WHAT THE TASK REQUIRES
Please copy the lines below exactly, from the first one through the line showing "let handle = world.rigid_body_set.insert(body);".

====== DATA FOR THIS EXERCISE ======

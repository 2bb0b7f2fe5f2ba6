//! Static boundary walls around the container rectangle.
//!
//! Walls sit just outside the container edge and extend past the corners so
//! a fast body cannot slip through a seam between two walls before the next
//! collision check.

use rapier2d::prelude as rapier;
use rapier::nalgebra::Vector2;

use super::PhysicsWorld;

/// Wall slab thickness, px.
pub const WALL_THICKNESS: f32 = 50.0;
/// Extra length past each corner, px.
pub const WALL_OVERLAP: f32 = 100.0;
pub const WALL_FRICTION: f32 = 0.5;

pub(super) fn rebuild(world: &mut PhysicsWorld, width: f32, height: f32) {
    // Old walls go first; dynamic bodies are not touched.
    let old = std::mem::take(&mut world.walls);
    for handle in old {
        world.remove_body(handle);
    }

    let half_t = WALL_THICKNESS / 2.0;
    let half_w = (width + WALL_OVERLAP) / 2.0;
    let half_h = (height + WALL_OVERLAP) / 2.0;

    // (center_x, center_y, half_width, half_height)
    let frames = [
        (width / 2.0, height + half_t, half_w, half_t), // floor
        (width / 2.0, -half_t, half_w, half_t),         // ceiling
        (-half_t, height / 2.0, half_t, half_h),        // left wall
        (width + half_t, height / 2.0, half_t, half_h), // right wall
    ];

    for (cx, cy, hx, hy) in frames {
        let body = rapier::RigidBodyBuilder::fixed().translation(Vector2::new(cx, cy));
        let handle = world.rigid_body_set.insert(body);
        let collider = rapier::ColliderBuilder::cuboid(hx, hy).friction(WALL_FRICTION);
        world
            .collider_set
            .insert_with_parent(collider, handle, &mut world.rigid_body_set);
        world.walls.push(handle);
    }
}
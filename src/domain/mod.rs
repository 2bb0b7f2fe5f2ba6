//! Domain data - plain types shared by the physics and sync systems.

pub mod materials;
pub mod shapes;
pub mod units;
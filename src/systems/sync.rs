//! Sync pass output - flat transfer buffers the host reads from wasm memory.
//!
//! Layout: `ids[i]` pairs with `transforms[i*3 .. i*3+3]` = (x, y, angle),
//! body-center pixel coordinates and radians. The host subtracts half the
//! element's size itself when building the CSS transform.
//!
//! Buffers are cleared and refilled in place every frame; after warm-up the
//! pass performs no allocation, so frame times stay flat.

use crate::systems::physics::PhysicsWorld;
use crate::systems::registry::BodyRegistry;

pub struct SyncBuffers {
    ids: Vec<u32>,
    transforms: Vec<f32>,
}

impl SyncBuffers {
    pub fn new() -> Self {
        Self {
            ids: Vec::with_capacity(32),
            transforms: Vec::with_capacity(96),
        }
    }

    /// Copy every live body's transform into the buffers. Entries whose body
    /// has vanished from the simulation are skipped, not errors.
    pub fn extract(&mut self, registry: &mut BodyRegistry, physics: &PhysicsWorld) {
        self.ids.clear();
        self.transforms.clear();

        for entry in registry.entries_mut() {
            let Some((x, y, angle)) = physics.body_transform(entry.handle) else {
                continue;
            };
            entry.synced = true;
            self.ids.push(entry.id);
            self.transforms.push(x);
            self.transforms.push(y);
            self.transforms.push(angle);
        }
    }

    /// Number of bodies written this frame.
    pub fn len(&self) -> usize {
        self.ids.len()
    }

    pub fn is_empty(&self) -> bool {
        self.ids.is_empty()
    }

    pub fn reset(&mut self) {
        self.ids.clear();
        self.transforms.clear();
    }

    pub fn ids(&self) -> &[u32] {
        &self.ids
    }

    pub fn transforms(&self) -> &[f32] {
        &self.transforms
    }

    pub fn ids_ptr(&self) -> *const u32 {
        self.ids.as_ptr()
    }

    pub fn ids_len(&self) -> usize {
        self.ids.len()
    }

    pub fn transforms_ptr(&self) -> *const f32 {
        self.transforms.as_ptr()
    }

    pub fn transforms_len(&self) -> usize {
        self.transforms.len()
    }
}

impl Default for SyncBuffers {
    fn default() -> Self {
        Self::new()
    }
}
use super::WorldCore;

pub(super) fn set_gravity(world: &mut WorldCore, x: f32, y: f32) {
    world.physics.set_gravity(x, y);
}

pub(super) fn gravity(world: &WorldCore) -> (f32, f32) {
    world.physics.gravity()
}
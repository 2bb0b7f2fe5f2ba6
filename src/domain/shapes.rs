//! Body shapes and the size-resolution chain.
//!
//! The physical size of a body comes from, in order: an explicit override on
//! the spawn request, the bound element's measured box, or a fixed fallback.
//! The fallback exists for elements measured while hidden (zero-area rect);
//! a zero-area collider behaves unpredictably, so we never build one.

use serde::Deserialize;

/// Fallback size for elements that measured zero at attach time.
pub const DEFAULT_BODY_WIDTH: f32 = 120.0;
pub const DEFAULT_BODY_HEIGHT: f32 = 40.0;

/// Shape class requested by the host.
#[derive(Clone, Copy, Debug, Default, PartialEq, Eq, Deserialize)]
#[serde(rename_all = "lowercase")]
pub enum ShapeKind {
    #[default]
    Rectangle,
    Circle,
}

/// A fully resolved physical shape, sized in pixels.
#[derive(Clone, Copy, Debug, PartialEq)]
pub enum ShapeSpec {
    Rect { width: f32, height: f32 },
    Circle { radius: f32 },
}

impl ShapeSpec {
    /// Resolve the size chain for one body. Overrides and measurements that
    /// are zero or negative count as absent.
    pub fn resolve(
        kind: ShapeKind,
        width: Option<f32>,
        height: Option<f32>,
        radius: Option<f32>,
        measured_width: f32,
        measured_height: f32,
    ) -> Self {
        let pick = |explicit: Option<f32>, measured: f32, fallback: f32| {
            explicit
                .filter(|v| *v > 0.0)
                .unwrap_or(if measured > 0.0 { measured } else { fallback })
        };

        let w = pick(width, measured_width, DEFAULT_BODY_WIDTH);
        let h = pick(height, measured_height, DEFAULT_BODY_HEIGHT);

        match kind {
            ShapeKind::Rectangle => ShapeSpec::Rect {
                width: w,
                height: h,
            },
            ShapeKind::Circle => ShapeSpec::Circle {
                radius: radius.filter(|r| *r > 0.0).unwrap_or(w.max(h) / 2.0),
            },
        }
    }
}

#[cfg(test)]
mod tests {
    use super::*;

    #[test]
    fn explicit_override_wins() {
        let s = ShapeSpec::resolve(ShapeKind::Rectangle, Some(80.0), Some(20.0), None, 300.0, 300.0);
        assert_eq!(
            s,
            ShapeSpec::Rect {
                width: 80.0,
                height: 20.0
            }
        );
    }

    #[test]
    fn measured_box_used_when_no_override() {
        let s = ShapeSpec::resolve(ShapeKind::Rectangle, None, None, None, 64.0, 24.0);
        assert_eq!(
            s,
            ShapeSpec::Rect {
                width: 64.0,
                height: 24.0
            }
        );
    }

    #[test]
    fn hidden_element_falls_back_to_default_size() {
        let s = ShapeSpec::resolve(ShapeKind::Rectangle, None, None, None, 0.0, 0.0);
        assert_eq!(
            s,
            ShapeSpec::Rect {
                width: DEFAULT_BODY_WIDTH,
                height: DEFAULT_BODY_HEIGHT
            }
        );
    }

    #[test]
    fn circle_radius_defaults_to_half_longest_side() {
        let s = ShapeSpec::resolve(ShapeKind::Circle, None, None, None, 60.0, 40.0);
        assert_eq!(s, ShapeSpec::Circle { radius: 30.0 });

        let s = ShapeSpec::resolve(ShapeKind::Circle, None, None, Some(12.0), 60.0, 40.0);
        assert_eq!(s, ShapeSpec::Circle { radius: 12.0 });
    }

    #[test]
    fn zero_override_counts_as_absent() {
        let s = ShapeSpec::resolve(ShapeKind::Rectangle, Some(0.0), None, None, 0.0, 0.0);
        assert_eq!(
            s,
            ShapeSpec::Rect {
                width: DEFAULT_BODY_WIDTH,
                height: DEFAULT_BODY_HEIGHT
            }
        );
    }
}
use gravibox_engine::World;

const FRAME_MS: f32 = 1000.0 / 60.0;

fn bubble_json(x_percent: u32) -> String {
    format!(
        "{{\"x\":\"{x_percent}%\",\"y\":\"10%\",\"shape\":\"circle\",\"radius\":14,\
         \"material\":{{\"restitution\":0.4}}}}"
    )
}

#[test]
fn twelve_body_churn_leaves_an_empty_table() {
    let mut world = World::new(0.0, 1.0);
    world.resize(480.0, 320.0);

    // Twelve rapid registrations, one bubble per failed gate attempt.
    let mut ids = Vec::new();
    for i in 0..12u32 {
        let id = world.register_body(bubble_json(10 + i * 7));
        assert_ne!(id, 0, "spawn request {i} should parse");
        assert!(!ids.contains(&id), "ids must be distinct");
        ids.push(id);
    }

    for _ in 0..5 {
        world.step(FRAME_MS);
    }
    assert_eq!(world.live_body_count(), 12);
    assert_eq!(world.sync_count(), 12);
    assert_eq!(world.sync_transforms_len(), 12 * 3);
    for id in &ids {
        assert!(world.body_ready(*id));
    }

    // The bundled layout must agree with the individual accessors.
    let layout = world.sync_layout();
    assert_eq!(layout.ids_ptr(), world.sync_ids_ptr() as u32);
    assert_eq!(layout.ids_len_elements(), world.sync_ids_len() as u32);
    assert_eq!(layout.transforms_ptr(), world.sync_transforms_ptr() as u32);
    assert_eq!(
        layout.transforms_len_elements(),
        world.sync_transforms_len() as u32
    );

    for id in &ids {
        world.unregister_body(*id);
    }
    world.step(FRAME_MS);

    // Empty table, zero-write sync frame.
    assert_eq!(world.live_body_count(), 0);
    assert_eq!(world.pending_body_count(), 0);
    assert_eq!(world.sync_count(), 0);
    assert_eq!(world.sync_ids_len(), 0);
    assert_eq!(world.sync_transforms_len(), 0);
}

#[test]
fn spawned_bubble_falls_and_stays_inside_the_container() {
    let mut world = World::new(0.0, 1.0);
    world.resize(400.0, 300.0);

    let id = world.register_body(bubble_json(50));
    for _ in 0..240 {
        world.step(FRAME_MS);
    }

    let (x, y, _) = world
        .core()
        .body_transform(id)
        .expect("body should still be live");
    assert!(y > 30.0, "bubble should have fallen, y = {y}");
    assert!((-14.0..=414.0).contains(&x), "x escaped the walls: {x}");
    assert!(y <= 300.0, "y escaped the floor: {y}");
}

======

RESULT OF THIS TASK
repository 2bb0b7f2fe5f2ba6
//! Static boundary walls around the container rectangle.
//!
//! Walls sit just outside the container edge and extend past the corners so
//! a fast body cannot slip through a seam between two walls before the next
//! collision check.

use rapier2d::prelude as rapier;
use rapier::nalgebra::Vector2;

use super::PhysicsWorld;

/// Wall slab thickness, px.
pub const WALL_THICKNESS: f32 = 50.0;
/// Extra length past each corner, px.
pub const WALL_OVERLAP: f32 = 100.0;
pub const WALL_FRICTION: f32 = 0.5;

pub(super) fn rebuild(world: &mut PhysicsWorld, width: f32, height: f32) {
    // Old walls go first; dynamic bodies are not touched.
    let old = std::mem::take(&mut world.walls);
    for handle in old {
        world.remove_body(handle);
    }

    let half_t = WALL_THICKNESS / 2.0;
    let half_w = (width + WALL_OVERLAP) / 2.0;
    let half_h = (height + WALL_OVERLAP) / 2.0;

    // (center_x, center_y, half_width, half_height)
    let frames = [
        (width / 2.0, height + half_t, half_w, half_t), // floor
        (width / 2.0, -half_t, half_w, half_t),         // ceiling
        (-half_t, height / 2.0, half_t, half_h),        // left wall
        (width + half_t, height / 2.0, half_t, half_h), // right wall
    ];

    for (cx, cy, hx, hy) in frames {
        let body = rapier::RigidBodyBuilder::fixed().translation(Vector2::new(cx, cy));
        let handle = world.rigid_body_set.insert(body);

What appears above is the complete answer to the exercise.